In 1854, three British officers raced, from Montréal to Québec City, on St. Lawrence River, in what would become Canada’s first official speed skating race.
In 1887, Canada’s first formal sport association was established - the Amateur Skating Association, which in 1960 became the Canadian Speed Skating Association. In 2000, the association was renamed Speed Skating Canada.
Almost hundred years later, short track speed skating was introduced as an official event at the 1992 Winter Games, where Canada earned three medals. The women’s team won gold in the 3,000m relay event, the men’s team took silver in the men’s 5,000 relay event and Frédéric Blackburn topped it off with another silver in the 1,000m event.

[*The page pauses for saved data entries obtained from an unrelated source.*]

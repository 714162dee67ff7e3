use std::fmt;
use std::fs::File;
use std::path::Path;
use polars::prelude::*;
use serde::Serialize;
use crate::error::AppError;
use crate::services::excel::ExcelProcessor;

const INFER_SCHEMA_ROWS: usize = 10_000;

/// Supported upload formats. Each variant owns exactly one loading strategy.
#[derive(Debug, Clone, Copy, PartialEq, Eq, Serialize)]
#[serde(rename_all = "lowercase")]
pub enum FileFormat {
    Csv,
    Xlsx,
    Xls,
    Json,
    Parquet,
}

impl FileFormat {
    pub const ALL: [FileFormat; 5] = [
        FileFormat::Csv,
        FileFormat::Xlsx,
        FileFormat::Xls,
        FileFormat::Json,
        FileFormat::Parquet,
    ];

    pub fn from_extension(ext: &str) -> Option<Self> {
        match ext.to_ascii_lowercase().as_str() {
            "csv" => Some(FileFormat::Csv),
            "xlsx" => Some(FileFormat::Xlsx),
            "xls" => Some(FileFormat::Xls),
            "json" => Some(FileFormat::Json),
            "parquet" => Some(FileFormat::Parquet),
            _ => None,
        }
    }

    pub fn from_filename(filename: &str) -> Option<Self> {
        Path::new(filename)
            .extension()
            .and_then(|ext| ext.to_str())
            .and_then(Self::from_extension)
    }

    pub fn extension(&self) -> &'static str {
        match self {
            FileFormat::Csv => "csv",
            FileFormat::Xlsx => "xlsx",
            FileFormat::Xls => "xls",
            FileFormat::Json => "json",
            FileFormat::Parquet => "parquet",
        }
    }

    /// Human readable list used in validation messages.
    pub fn supported_list() -> String {
        Self::ALL
            .iter()
            .map(|f| format!(".{}", f.extension()))
            .collect::<Vec<_>>()
            .join(", ")
    }

    pub fn load(&self, path: &Path) -> Result<DataFrame, AppError> {
        tracing::debug!("Loading {} file {}", self, path.display());
        match self {
            FileFormat::Csv => load_csv(path),
            FileFormat::Xlsx | FileFormat::Xls => ExcelProcessor.load_first_sheet(path),
            FileFormat::Json => load_json(path),
            FileFormat::Parquet => load_parquet(path),
        }
    }
}

impl fmt::Display for FileFormat {
    fn fmt(&self, f: &mut fmt::Formatter<'_>) -> fmt::Result {
        f.write_str(self.extension())
    }
}

fn parse_error(kind: &str, err: PolarsError) -> AppError {
    AppError::Parse(format!("Failed to read {}: {}", kind, err))
}

fn load_csv(path: &Path) -> Result<DataFrame, AppError> {
    CsvReader::from_path(path)
        .map_err(|e| parse_error("CSV", e))?
        .has_header(true)
        .infer_schema(Some(INFER_SCHEMA_ROWS))
        .with_try_parse_dates(true)
        .finish()
        .map_err(|e| parse_error("CSV", e))
}

fn load_json(path: &Path) -> Result<DataFrame, AppError> {
    let file = File::open(path)?;
    JsonReader::new(file)
        .finish()
        .map_err(|e| parse_error("JSON", e))
}

fn load_parquet(path: &Path) -> Result<DataFrame, AppError> {
    let file = File::open(path)?;
    ParquetReader::new(file)
        .finish()
        .map_err(|e| parse_error("Parquet", e))
}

The 1994 Winter Games in Lillehammer in1994 meant more Olympic speed skating hardware for Canada. The women’s team captured a silver in the 3,000m relay event; Nathalie Lambert won silver in the 1,000m event and Marc Gagnon bronze in the 1,000m event.
The men’s team took Canada’s first speed skating gold in the 5,000m relay event at the 1998 Nagano Winter Olympics and also triumphed at the World Championship that year. Éric Bédard grabbed a silver in the 1,000m event.
At Salt Lake City in 2002, Marc Gagnon brought Canada more golden speed skating success with his 500m event win. The men’s team won their first 5,000m relay event, the second gold came during the Vancouver Olympics where Charles Hamelin also won gold in the men’s 500m event.
In Sochi, the Canada’s Olympic Short Track Speed Skating Team will be aiming for six medals across ten events.